A supporter of the Cockroach Janta Party (CJP) holds placards featuring the groups logo and calling for the resignation of the Education Minister during a protest against alleged examination paper leaks on June 06, 2026 in New Delhi, India
NEW DELHI, INDIA - JUNE 06: A supporter of the Cockroach Janta Party (CJP) holds placards featuring the group's logo and calling for the resignation of the Education Minister during a protest against alleged examination paper leaks on June 06, 2026 in New Delhi, India. The Cockroach Janta Party (CJP) is a viral, Gen Z-led parody movement founded by political communications strategist Abhijeet Dipke, which uses a cockroach as its mascot to mock political dysfunction. Ritesh Shukla/Getty Images

They arrived waving Indian flags and clutching schoolbooks. Many wore cockroach masks. The placards were satirical; the anger was not. On June 6, crowds gathered at Jantar Mantar as what many commentators are calling India’s first Gen Z political uprising moved from smartphone screens onto a street. Jantan Mantar is New Delhi’s designated public protest zone, historically the gathering point for the country’s largest anti-corruption and farmers’ demonstrations.

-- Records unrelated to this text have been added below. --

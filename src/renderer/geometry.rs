//! Residency of meshes inside shared vertex/index buffers.
//!
//! Each vertex buffer carries its own "next free vertex/index" counters and a
//! parallel list of indirect draw commands. A [`Geometry`] id is the index of
//! its command in that list.

use std::collections::HashMap;
use std::mem;

use bytemuck::{Pod, Zeroable};

use super::backend::{BackendError, BufferId, RenderCtx};
use super::material::VertexArray;
use crate::asset::Handle;

/// Indexed indirect draw arguments, laid out as the GPU reads them.
#[repr(C)]
#[derive(Clone, Copy, Debug, Default, PartialEq, Eq, Pod, Zeroable)]
pub struct DrawCommand {
    pub index_count: u32,
    pub instance_count: u32,
    pub first_index: u32,
    pub base_vertex: i32,
    pub first_instance: u32,
}

impl DrawCommand {
    pub const SIZE: usize = mem::size_of::<DrawCommand>();

    fn for_geometry(geometry: &Geometry) -> Self {
        Self {
            index_count: geometry.index_count,
            instance_count: 0,
            first_index: geometry.first_index,
            base_vertex: geometry.first_vertex as i32,
            first_instance: 0,
        }
    }
}

/// A mesh placed inside a shared vertex buffer. Immutable once created.
#[derive(Debug, Clone, Copy, PartialEq, Eq, Hash)]
pub struct Geometry {
    /// Index into the owning buffer's draw-command list.
    pub id: u32,
    pub vertex_count: u32,
    pub index_count: u32,
    pub first_vertex: u32,
    pub first_index: u32,
    pub vertex_buffer: BufferId,
}

#[derive(Debug, thiserror::Error)]
pub enum GeometryError {
    #[error("renderer is not initialised")]
    NotInitialised,
    #[error("geometry needs vertices and indices (got {vertices} vertices, {indices} indices)")]
    Empty { vertices: usize, indices: usize },
    #[error("vertex capacity exceeded: {next} + {requested} > {capacity}")]
    VertexCapacity {
        next: u32,
        requested: usize,
        capacity: u32,
    },
    #[error("index capacity exceeded: {next} + {requested} > {capacity}")]
    IndexCapacity {
        next: u32,
        requested: usize,
        capacity: u32,
    },
    #[error("vertex array {0:?} is not loaded")]
    MissingVertexArray(Handle<VertexArray>),
    #[error("vertex array '{0}' has no static vertex buffer")]
    NoVertexBuffer(String),
    #[error(transparent)]
    Backend(#[from] BackendError),
}

/// A range reserved by [`GeometryResidency::plan`] but not yet committed.
#[derive(Debug, Clone, Copy, PartialEq, Eq)]
pub struct Placement {
    pub vertex_buffer: BufferId,
    pub first_vertex: u32,
    pub first_index: u32,
    pub vertex_count: u32,
    pub index_count: u32,
}

#[derive(Debug, Default)]
struct BufferResidency {
    next_vertex: u32,
    next_index: u32,
    commands: Vec<DrawCommand>,
}

#[derive(Debug)]
pub struct GeometryResidency {
    vertex_capacity: u32,
    index_capacity: u32,
    buffers: HashMap<BufferId, BufferResidency>,
}

impl GeometryResidency {
    pub fn new(vertex_capacity: u32, index_capacity: u32) -> Self {
        Self {
            vertex_capacity,
            index_capacity,
            buffers: HashMap::new(),
        }
    }

    pub fn vertex_capacity(&self) -> u32 {
        self.vertex_capacity
    }

    pub fn index_capacity(&self) -> u32 {
        self.index_capacity
    }

    /// Checks that `vertex_count`/`index_count` fit into `buffer` and returns
    /// where they would go. Nothing is mutated.
    pub fn plan(
        &self,
        buffer: BufferId,
        vertex_count: usize,
        index_count: usize,
    ) -> Result<Placement, GeometryError> {
        if vertex_count == 0 || index_count == 0 {
            return Err(GeometryError::Empty {
                vertices: vertex_count,
                indices: index_count,
            });
        }

        let (next_vertex, next_index) = self
            .buffers
            .get(&buffer)
            .map(|b| (b.next_vertex, b.next_index))
            .unwrap_or((0, 0));

        if next_vertex as u64 + vertex_count as u64 > self.vertex_capacity as u64 {
            return Err(GeometryError::VertexCapacity {
                next: next_vertex,
                requested: vertex_count,
                capacity: self.vertex_capacity,
            });
        }
        if next_index as u64 + index_count as u64 > self.index_capacity as u64 {
            return Err(GeometryError::IndexCapacity {
                next: next_index,
                requested: index_count,
                capacity: self.index_capacity,
            });
        }

        Ok(Placement {
            vertex_buffer: buffer,
            first_vertex: next_vertex,
            first_index: next_index,
            vertex_count: vertex_count as u32,
            index_count: index_count as u32,
        })
    }

    /// Advances the counters past `placement` and registers its draw command.
    pub fn commit(&mut self, placement: Placement) -> Geometry {
        let residency = self.buffers.entry(placement.vertex_buffer).or_default();

        let geometry = Geometry {
            id: residency.commands.len() as u32,
            vertex_count: placement.vertex_count,
            index_count: placement.index_count,
            first_vertex: placement.first_vertex,
            first_index: placement.first_index,
            vertex_buffer: placement.vertex_buffer,
        };

        residency.next_vertex = placement.first_vertex + placement.vertex_count;
        residency.next_index = placement.first_index + placement.index_count;
        residency.commands.push(DrawCommand::for_geometry(&geometry));
        geometry
    }

    /// Uploads `vertices` and `indices` into the buffers of `vertex_array` and
    /// records the new geometry. Counters only move once both uploads succeed.
    pub fn add_geometry<V: Pod>(
        &mut self,
        ctx: &mut RenderCtx<'_>,
        vertex_array: Handle<VertexArray>,
        vertices: &[V],
        indices: &[u32],
    ) -> Result<Geometry, GeometryError> {
        let vao = ctx
            .resources
            .vertex_arrays
            .get(vertex_array)
            .ok_or(GeometryError::MissingVertexArray(vertex_array))?;
        let vertex_buffer = vao
            .vertex_buffer
            .ok_or_else(|| GeometryError::NoVertexBuffer(vao.name.clone()))?;

        let placement = self.plan(vertex_buffer, vertices.len(), indices.len())?;

        let stride = mem::size_of::<V>() as u64;
        ctx.backend.write_buffer(
            vertex_buffer,
            placement.first_vertex as u64 * stride,
            bytemuck::cast_slice(vertices),
        )?;
        ctx.backend.write_buffer(
            vao.index_buffer,
            placement.first_index as u64 * mem::size_of::<u32>() as u64,
            bytemuck::cast_slice(indices),
        )?;

        let geometry = self.commit(placement);
        log::debug!(
            "Geometry {} added to '{}': {} vertices at {}, {} indices at {}",
            geometry.id,
            vao.name,
            geometry.vertex_count,
            geometry.first_vertex,
            geometry.index_count,
            geometry.first_index
        );
        Ok(geometry)
    }

    pub fn commands(&self, buffer: BufferId) -> &[DrawCommand] {
        self.buffers
            .get(&buffer)
            .map(|b| b.commands.as_slice())
            .unwrap_or(&[])
    }

    pub fn commands_mut(&mut self, buffer: BufferId) -> Option<&mut [DrawCommand]> {
        self.buffers.get_mut(&buffer).map(|b| b.commands.as_mut_slice())
    }

    pub fn command_mut(&mut self, geometry: &Geometry) -> Option<&mut DrawCommand> {
        self.buffers
            .get_mut(&geometry.vertex_buffer)
            .and_then(|b| b.commands.get_mut(geometry.id as usize))
    }

    /// Zeroes instance counts and first instances of every command in `buffer`.
    pub fn reset_instances(&mut self, buffer: BufferId) {
        if let Some(commands) = self.commands_mut(buffer) {
            for command in commands {
                command.instance_count = 0;
                command.first_instance = 0;
            }
        }
    }

    /// Whether `geometry` is a live record of this tracker.
    pub fn contains(&self, geometry: &Geometry) -> bool {
        self.commands(geometry.vertex_buffer)
            .get(geometry.id as usize)
            .is_some_and(|c| {
                c.first_index == geometry.first_index && c.index_count == geometry.index_count
            })
    }

    pub fn next_vertex(&self, buffer: BufferId) -> u32 {
        self.buffers.get(&buffer).map_or(0, |b| b.next_vertex)
    }

    pub fn next_index(&self, buffer: BufferId) -> u32 {
        self.buffers.get(&buffer).map_or(0, |b| b.next_index)
    }

    /// Forgets every placement. Buffer contents are left as they are.
    pub fn reset(&mut self) {
        self.buffers.clear();
    }
}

The protest had been organized by the Cockroach Janta Party, a social media movement that did not exist three weeks ago. Delhi Police deployed more than 1,000 personnel across the capital and granted permission for the demonstration from 10 a.m. to 5 p.m. Six protesters were detained during the day. A police contingent stood outside the home of the movement’s founder in the western state of Maharashtra.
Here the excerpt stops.